Problem to solve:
What lines of the data hold the string "AgentError"? Pull each one out.
[[ Record set, beginning ]]
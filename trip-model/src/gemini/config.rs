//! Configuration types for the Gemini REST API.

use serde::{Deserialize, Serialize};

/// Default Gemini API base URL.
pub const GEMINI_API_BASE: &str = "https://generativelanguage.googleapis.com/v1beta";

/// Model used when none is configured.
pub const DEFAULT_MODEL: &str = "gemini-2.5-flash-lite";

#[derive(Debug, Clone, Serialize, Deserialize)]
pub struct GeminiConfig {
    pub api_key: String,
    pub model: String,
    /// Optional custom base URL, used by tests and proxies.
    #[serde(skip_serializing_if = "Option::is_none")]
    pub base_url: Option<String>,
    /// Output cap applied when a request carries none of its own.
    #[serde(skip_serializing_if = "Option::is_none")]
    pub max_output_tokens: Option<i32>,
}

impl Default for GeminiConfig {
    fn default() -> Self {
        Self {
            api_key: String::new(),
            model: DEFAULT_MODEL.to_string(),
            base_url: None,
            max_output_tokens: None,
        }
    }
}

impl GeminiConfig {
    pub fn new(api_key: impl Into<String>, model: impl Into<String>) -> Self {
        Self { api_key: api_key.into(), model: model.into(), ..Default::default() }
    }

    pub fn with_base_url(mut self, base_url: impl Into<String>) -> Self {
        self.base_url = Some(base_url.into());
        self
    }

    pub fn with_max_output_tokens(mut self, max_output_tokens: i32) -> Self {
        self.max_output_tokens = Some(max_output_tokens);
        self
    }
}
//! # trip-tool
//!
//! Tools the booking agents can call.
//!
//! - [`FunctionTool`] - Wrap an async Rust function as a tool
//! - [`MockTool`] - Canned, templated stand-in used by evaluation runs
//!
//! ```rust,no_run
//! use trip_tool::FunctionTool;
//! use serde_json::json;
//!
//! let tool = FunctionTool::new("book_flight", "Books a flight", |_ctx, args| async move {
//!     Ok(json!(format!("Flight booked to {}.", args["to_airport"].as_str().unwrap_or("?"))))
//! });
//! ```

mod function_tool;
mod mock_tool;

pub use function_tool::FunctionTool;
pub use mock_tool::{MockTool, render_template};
[[ Record set, end ]]
[[ Record set, beginning ]]
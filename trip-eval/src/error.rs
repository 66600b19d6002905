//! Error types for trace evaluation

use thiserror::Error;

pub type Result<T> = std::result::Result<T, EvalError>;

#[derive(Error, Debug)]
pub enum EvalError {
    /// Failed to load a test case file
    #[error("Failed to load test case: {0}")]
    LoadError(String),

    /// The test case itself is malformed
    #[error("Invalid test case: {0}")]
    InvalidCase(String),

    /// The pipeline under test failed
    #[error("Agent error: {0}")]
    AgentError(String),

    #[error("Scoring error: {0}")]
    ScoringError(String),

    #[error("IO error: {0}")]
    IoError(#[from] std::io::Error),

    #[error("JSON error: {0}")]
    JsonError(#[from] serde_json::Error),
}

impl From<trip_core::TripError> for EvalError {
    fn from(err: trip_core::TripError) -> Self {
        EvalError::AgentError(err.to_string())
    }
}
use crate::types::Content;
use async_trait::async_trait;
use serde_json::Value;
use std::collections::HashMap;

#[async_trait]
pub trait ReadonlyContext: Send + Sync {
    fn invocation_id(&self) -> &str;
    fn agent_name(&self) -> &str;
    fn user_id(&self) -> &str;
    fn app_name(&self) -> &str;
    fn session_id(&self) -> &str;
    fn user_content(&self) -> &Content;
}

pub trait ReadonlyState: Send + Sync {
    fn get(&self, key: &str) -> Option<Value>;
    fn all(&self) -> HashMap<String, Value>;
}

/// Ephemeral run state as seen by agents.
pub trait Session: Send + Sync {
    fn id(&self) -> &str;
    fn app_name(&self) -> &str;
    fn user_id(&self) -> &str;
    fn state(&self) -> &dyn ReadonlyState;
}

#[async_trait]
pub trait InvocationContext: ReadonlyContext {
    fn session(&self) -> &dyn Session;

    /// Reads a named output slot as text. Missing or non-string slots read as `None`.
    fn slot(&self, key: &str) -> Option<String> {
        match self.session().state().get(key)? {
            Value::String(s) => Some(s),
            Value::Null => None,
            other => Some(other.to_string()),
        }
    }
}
[[ Record set, end ]]
Problem solution:
    AgentError(String),
        EvalError::AgentError(err.to_string())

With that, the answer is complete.